= Beginning of Section =

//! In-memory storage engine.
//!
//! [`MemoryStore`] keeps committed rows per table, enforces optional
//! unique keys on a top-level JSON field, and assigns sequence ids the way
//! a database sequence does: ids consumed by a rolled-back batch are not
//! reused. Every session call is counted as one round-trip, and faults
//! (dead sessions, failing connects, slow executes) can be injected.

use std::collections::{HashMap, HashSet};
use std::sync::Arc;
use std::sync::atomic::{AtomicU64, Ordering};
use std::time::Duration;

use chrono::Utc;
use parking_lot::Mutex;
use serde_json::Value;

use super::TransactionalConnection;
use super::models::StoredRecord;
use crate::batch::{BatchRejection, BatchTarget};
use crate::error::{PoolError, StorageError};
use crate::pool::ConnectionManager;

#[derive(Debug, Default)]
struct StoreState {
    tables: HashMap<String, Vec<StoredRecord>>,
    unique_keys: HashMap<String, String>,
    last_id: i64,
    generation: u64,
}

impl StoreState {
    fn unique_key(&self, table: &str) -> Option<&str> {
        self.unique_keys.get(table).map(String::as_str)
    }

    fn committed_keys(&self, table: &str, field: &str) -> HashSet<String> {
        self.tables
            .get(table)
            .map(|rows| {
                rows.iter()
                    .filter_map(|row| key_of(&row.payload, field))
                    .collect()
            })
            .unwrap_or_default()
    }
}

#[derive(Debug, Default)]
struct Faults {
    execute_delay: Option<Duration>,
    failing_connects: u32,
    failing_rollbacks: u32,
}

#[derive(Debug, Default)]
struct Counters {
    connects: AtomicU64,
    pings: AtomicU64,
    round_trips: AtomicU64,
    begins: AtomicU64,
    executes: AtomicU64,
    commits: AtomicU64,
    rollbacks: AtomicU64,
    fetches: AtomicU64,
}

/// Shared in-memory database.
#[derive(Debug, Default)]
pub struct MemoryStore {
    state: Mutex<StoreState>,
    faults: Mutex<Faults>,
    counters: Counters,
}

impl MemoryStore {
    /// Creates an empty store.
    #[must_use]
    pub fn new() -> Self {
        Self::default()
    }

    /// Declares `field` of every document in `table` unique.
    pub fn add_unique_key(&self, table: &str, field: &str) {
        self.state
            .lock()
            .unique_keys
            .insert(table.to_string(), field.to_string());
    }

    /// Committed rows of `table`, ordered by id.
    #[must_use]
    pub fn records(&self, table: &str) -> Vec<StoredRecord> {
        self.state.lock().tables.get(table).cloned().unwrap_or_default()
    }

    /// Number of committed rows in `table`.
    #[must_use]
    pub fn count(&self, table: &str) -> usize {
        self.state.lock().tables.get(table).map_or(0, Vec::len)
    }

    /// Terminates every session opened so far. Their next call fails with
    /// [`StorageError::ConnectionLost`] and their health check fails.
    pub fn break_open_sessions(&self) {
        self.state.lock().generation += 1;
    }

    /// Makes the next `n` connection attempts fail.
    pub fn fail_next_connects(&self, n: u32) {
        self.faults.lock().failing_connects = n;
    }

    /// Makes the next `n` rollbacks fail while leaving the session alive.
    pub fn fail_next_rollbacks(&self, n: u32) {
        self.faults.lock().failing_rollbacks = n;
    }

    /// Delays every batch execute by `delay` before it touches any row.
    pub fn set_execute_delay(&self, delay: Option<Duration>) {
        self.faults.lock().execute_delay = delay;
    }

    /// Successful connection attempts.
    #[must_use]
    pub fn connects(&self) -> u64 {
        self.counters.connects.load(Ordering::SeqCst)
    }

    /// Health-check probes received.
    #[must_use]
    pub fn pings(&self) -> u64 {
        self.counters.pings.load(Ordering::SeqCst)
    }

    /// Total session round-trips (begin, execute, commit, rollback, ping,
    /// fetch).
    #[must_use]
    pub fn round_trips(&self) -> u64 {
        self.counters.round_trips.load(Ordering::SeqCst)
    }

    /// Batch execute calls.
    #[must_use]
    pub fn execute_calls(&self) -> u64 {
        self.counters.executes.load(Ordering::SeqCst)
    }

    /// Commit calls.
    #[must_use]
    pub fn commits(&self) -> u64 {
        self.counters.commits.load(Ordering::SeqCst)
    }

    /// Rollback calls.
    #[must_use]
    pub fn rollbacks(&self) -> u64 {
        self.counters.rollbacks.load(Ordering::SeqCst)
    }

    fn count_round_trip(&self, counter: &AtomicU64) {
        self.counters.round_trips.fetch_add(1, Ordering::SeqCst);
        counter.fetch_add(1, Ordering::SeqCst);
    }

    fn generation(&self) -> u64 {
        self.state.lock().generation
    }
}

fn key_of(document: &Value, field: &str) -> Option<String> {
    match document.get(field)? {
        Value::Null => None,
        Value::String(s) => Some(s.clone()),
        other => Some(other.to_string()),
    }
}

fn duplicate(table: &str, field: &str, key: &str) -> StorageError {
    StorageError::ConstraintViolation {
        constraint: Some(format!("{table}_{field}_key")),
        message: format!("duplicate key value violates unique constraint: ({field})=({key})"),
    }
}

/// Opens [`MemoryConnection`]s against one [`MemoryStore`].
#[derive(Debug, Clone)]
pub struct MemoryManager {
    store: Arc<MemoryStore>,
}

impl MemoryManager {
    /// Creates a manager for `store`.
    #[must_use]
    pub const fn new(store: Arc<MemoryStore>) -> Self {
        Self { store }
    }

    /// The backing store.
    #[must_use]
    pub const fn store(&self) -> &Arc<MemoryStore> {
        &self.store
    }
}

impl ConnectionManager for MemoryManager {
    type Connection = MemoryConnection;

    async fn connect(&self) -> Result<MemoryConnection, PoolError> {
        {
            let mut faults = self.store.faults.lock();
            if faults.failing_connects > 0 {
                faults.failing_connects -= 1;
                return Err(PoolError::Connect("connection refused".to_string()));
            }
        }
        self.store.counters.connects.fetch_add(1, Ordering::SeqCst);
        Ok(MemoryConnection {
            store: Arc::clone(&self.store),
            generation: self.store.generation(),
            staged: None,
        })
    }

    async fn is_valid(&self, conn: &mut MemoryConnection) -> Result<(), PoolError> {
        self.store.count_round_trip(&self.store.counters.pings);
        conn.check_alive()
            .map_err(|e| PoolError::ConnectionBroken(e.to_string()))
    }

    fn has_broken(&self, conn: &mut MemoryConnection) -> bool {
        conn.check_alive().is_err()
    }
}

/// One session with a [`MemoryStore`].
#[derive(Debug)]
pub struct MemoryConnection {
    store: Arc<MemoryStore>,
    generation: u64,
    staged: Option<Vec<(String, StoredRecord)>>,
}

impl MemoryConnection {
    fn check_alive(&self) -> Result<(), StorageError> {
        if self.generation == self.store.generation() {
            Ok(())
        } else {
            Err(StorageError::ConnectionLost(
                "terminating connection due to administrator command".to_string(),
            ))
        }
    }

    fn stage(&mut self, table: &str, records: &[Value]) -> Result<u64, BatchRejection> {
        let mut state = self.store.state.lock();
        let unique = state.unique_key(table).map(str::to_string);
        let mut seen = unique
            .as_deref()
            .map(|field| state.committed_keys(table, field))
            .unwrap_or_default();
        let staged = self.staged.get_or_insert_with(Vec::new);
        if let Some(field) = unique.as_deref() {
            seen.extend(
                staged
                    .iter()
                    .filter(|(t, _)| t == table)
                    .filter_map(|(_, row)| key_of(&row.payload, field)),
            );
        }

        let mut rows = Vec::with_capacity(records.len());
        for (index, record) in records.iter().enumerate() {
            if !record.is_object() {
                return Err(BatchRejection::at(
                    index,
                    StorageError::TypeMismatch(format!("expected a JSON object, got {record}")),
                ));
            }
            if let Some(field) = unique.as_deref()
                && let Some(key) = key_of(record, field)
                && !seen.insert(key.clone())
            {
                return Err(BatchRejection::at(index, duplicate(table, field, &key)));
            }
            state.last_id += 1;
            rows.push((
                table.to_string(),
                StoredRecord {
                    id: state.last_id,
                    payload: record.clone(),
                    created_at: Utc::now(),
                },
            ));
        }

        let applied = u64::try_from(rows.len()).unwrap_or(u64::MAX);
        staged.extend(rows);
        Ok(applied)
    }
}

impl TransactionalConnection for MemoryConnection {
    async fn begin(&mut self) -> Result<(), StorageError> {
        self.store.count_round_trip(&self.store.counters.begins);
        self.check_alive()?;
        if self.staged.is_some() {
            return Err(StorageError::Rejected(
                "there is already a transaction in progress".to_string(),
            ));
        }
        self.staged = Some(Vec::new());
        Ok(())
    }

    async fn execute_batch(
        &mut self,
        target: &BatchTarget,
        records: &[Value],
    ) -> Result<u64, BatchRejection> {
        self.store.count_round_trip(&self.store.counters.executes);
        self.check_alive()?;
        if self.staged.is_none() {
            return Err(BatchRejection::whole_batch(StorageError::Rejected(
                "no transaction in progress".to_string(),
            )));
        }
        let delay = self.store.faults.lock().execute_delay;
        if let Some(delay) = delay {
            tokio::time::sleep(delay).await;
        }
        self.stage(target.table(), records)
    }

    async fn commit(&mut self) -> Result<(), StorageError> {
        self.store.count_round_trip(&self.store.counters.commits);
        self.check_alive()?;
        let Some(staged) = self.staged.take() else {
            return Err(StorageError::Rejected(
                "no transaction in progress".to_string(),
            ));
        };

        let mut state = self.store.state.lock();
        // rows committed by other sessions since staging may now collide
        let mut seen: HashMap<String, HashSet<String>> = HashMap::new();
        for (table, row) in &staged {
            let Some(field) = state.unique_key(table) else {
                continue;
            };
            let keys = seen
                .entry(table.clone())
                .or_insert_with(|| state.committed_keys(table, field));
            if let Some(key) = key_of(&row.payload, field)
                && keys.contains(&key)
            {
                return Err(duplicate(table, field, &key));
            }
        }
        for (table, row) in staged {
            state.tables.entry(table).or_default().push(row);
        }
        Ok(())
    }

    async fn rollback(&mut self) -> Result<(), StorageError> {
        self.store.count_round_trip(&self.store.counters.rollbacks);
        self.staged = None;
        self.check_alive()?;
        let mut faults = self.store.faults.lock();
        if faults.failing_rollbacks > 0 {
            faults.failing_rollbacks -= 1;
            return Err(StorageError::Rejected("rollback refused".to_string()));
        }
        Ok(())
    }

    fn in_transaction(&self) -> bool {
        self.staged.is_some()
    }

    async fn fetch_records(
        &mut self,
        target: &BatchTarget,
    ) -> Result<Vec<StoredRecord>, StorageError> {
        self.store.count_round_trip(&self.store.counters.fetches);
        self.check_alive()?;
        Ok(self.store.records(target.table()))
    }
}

= End of Section =
= Beginning of Section =

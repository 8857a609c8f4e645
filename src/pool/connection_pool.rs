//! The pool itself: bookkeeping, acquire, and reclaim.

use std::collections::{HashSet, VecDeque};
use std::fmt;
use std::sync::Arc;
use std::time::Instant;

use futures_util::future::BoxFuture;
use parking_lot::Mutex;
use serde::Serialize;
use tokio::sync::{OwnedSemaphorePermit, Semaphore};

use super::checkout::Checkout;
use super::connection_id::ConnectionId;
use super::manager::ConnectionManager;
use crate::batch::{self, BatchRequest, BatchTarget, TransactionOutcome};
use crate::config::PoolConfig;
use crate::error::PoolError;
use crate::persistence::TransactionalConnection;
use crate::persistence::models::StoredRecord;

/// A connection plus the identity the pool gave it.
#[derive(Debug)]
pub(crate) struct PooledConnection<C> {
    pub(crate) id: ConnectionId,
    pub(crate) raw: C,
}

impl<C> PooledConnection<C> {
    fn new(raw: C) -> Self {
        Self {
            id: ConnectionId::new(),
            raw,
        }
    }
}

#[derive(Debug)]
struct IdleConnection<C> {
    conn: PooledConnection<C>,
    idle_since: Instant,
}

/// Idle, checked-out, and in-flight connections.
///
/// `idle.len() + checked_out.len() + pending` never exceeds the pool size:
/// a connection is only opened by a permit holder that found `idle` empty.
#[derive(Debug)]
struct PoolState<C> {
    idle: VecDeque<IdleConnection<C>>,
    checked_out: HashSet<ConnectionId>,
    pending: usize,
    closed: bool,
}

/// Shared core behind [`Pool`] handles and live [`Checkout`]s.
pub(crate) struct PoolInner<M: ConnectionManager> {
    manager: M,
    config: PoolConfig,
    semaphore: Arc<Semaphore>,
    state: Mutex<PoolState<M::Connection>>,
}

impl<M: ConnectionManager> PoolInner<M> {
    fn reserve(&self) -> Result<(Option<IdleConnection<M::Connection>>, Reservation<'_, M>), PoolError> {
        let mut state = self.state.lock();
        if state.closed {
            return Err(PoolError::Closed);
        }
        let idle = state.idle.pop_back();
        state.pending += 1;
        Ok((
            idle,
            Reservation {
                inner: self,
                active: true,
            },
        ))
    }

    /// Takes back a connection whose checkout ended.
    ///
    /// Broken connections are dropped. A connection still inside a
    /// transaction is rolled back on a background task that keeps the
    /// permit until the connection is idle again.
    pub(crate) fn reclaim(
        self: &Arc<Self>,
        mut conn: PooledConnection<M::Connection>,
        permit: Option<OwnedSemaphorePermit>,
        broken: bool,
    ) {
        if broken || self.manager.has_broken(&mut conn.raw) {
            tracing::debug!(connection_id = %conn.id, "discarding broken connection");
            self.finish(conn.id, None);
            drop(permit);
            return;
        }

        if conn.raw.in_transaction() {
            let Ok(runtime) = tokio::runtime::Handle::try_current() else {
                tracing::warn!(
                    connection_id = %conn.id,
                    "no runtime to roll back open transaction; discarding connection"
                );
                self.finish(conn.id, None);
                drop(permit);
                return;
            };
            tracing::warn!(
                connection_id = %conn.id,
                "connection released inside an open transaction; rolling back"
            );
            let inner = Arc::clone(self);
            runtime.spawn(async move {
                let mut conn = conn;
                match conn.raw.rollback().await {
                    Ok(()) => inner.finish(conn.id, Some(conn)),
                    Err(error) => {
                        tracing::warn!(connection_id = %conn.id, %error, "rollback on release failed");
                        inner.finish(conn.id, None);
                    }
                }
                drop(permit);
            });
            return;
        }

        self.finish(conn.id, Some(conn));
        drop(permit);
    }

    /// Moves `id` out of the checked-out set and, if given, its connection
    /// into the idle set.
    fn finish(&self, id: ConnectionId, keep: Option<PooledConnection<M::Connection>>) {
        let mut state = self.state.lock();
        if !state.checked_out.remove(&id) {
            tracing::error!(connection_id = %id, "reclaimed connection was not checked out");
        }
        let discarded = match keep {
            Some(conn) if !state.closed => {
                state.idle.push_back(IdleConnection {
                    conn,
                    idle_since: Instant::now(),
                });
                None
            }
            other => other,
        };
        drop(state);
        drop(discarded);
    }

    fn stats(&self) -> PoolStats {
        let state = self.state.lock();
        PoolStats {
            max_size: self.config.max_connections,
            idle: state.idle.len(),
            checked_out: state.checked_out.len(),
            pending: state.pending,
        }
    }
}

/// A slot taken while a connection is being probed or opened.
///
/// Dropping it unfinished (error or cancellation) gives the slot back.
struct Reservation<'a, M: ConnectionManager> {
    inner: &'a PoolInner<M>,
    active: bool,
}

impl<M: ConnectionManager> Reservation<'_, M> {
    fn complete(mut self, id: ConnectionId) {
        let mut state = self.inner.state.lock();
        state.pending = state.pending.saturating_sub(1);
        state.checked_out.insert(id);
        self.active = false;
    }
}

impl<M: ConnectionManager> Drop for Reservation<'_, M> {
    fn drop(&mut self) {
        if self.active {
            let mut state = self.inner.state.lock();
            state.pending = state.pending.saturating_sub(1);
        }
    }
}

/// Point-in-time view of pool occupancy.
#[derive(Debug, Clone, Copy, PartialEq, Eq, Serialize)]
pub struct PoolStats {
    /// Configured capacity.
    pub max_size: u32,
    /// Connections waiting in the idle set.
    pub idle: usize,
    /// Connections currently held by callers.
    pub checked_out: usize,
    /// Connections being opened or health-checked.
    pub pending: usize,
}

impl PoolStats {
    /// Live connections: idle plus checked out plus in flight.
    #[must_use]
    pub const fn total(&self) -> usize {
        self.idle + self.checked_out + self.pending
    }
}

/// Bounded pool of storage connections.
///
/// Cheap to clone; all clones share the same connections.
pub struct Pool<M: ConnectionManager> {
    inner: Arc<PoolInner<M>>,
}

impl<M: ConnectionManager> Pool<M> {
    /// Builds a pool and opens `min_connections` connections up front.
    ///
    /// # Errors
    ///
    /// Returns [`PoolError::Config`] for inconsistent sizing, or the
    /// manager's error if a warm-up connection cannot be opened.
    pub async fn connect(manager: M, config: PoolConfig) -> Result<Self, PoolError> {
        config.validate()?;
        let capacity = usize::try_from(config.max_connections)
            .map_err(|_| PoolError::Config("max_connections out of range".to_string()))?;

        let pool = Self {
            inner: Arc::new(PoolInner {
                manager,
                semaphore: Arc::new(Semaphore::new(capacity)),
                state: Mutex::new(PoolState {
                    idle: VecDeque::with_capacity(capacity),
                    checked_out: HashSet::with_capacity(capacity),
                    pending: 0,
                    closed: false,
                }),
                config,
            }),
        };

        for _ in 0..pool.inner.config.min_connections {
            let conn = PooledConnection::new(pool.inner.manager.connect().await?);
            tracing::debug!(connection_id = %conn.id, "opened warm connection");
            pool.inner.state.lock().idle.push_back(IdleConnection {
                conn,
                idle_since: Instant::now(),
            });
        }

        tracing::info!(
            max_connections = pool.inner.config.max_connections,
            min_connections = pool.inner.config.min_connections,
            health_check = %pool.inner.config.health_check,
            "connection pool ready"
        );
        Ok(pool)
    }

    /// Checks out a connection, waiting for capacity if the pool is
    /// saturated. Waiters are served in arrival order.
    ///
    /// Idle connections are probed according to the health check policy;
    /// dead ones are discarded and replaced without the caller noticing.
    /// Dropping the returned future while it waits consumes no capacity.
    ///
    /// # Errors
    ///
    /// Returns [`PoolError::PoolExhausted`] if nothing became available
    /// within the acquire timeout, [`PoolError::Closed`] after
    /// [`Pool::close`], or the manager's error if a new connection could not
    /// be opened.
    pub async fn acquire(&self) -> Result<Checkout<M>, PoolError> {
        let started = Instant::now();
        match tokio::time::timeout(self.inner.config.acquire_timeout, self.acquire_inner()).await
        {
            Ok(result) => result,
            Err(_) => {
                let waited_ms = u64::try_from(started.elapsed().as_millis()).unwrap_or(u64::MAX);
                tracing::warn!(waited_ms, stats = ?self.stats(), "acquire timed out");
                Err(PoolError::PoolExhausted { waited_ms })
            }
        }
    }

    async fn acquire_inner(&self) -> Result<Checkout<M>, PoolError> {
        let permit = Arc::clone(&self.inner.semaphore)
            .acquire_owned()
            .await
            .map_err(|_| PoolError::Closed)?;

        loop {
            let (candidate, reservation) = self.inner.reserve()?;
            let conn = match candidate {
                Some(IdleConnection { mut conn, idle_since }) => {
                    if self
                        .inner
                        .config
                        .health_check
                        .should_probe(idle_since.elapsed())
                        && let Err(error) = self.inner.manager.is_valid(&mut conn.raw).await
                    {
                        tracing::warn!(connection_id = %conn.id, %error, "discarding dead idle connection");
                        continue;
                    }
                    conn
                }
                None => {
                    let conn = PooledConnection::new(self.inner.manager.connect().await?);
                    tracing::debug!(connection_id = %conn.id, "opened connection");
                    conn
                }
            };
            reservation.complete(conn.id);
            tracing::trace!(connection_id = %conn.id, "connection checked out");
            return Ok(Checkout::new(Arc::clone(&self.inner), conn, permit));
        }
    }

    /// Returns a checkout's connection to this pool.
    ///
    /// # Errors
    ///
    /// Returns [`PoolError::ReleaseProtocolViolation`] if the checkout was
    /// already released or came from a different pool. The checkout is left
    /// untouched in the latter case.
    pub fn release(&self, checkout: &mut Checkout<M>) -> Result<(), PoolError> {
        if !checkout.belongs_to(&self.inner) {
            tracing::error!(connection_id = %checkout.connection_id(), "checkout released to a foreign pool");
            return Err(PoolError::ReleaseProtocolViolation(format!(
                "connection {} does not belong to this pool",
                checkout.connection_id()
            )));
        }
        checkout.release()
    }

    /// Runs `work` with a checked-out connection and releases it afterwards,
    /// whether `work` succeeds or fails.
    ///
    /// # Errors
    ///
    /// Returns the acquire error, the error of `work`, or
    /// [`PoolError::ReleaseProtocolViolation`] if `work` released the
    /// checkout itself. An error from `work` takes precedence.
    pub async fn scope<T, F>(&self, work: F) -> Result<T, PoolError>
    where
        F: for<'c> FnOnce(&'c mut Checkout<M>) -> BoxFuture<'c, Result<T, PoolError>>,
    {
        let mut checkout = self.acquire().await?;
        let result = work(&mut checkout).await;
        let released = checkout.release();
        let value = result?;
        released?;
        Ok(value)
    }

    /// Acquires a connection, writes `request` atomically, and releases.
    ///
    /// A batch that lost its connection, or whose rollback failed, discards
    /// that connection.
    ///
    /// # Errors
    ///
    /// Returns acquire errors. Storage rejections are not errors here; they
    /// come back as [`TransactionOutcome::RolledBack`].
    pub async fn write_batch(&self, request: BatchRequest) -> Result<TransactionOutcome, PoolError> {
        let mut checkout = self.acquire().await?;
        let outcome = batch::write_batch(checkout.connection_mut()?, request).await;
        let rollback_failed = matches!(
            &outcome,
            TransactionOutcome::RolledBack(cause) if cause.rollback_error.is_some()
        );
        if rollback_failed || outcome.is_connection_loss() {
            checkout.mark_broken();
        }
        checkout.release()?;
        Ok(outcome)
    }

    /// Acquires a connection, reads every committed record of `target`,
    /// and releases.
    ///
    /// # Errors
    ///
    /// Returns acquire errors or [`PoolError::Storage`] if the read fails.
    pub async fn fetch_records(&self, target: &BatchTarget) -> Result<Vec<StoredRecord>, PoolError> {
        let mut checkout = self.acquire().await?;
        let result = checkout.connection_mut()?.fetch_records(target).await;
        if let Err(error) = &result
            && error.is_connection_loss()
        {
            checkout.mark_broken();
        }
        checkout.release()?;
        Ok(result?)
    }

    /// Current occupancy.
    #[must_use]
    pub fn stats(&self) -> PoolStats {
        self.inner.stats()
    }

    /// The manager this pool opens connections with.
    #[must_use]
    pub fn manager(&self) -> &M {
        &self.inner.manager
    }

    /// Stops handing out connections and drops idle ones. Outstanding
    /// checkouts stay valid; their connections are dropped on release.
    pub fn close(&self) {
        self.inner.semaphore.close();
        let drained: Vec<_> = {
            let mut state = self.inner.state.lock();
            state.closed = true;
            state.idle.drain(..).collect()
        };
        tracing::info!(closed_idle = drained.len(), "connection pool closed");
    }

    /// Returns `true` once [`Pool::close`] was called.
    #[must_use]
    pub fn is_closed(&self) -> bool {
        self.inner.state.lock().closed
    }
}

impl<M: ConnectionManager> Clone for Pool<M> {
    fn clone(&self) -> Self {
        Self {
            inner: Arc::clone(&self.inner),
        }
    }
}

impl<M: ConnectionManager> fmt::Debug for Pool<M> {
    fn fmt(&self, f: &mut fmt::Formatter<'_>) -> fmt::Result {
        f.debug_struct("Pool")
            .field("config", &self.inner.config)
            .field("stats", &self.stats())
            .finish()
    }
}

= End of Section =

▶ **Task statement**
Establish how many lines of the records contain the string "begins" and state that number without elaboration.

▶ **Response**
2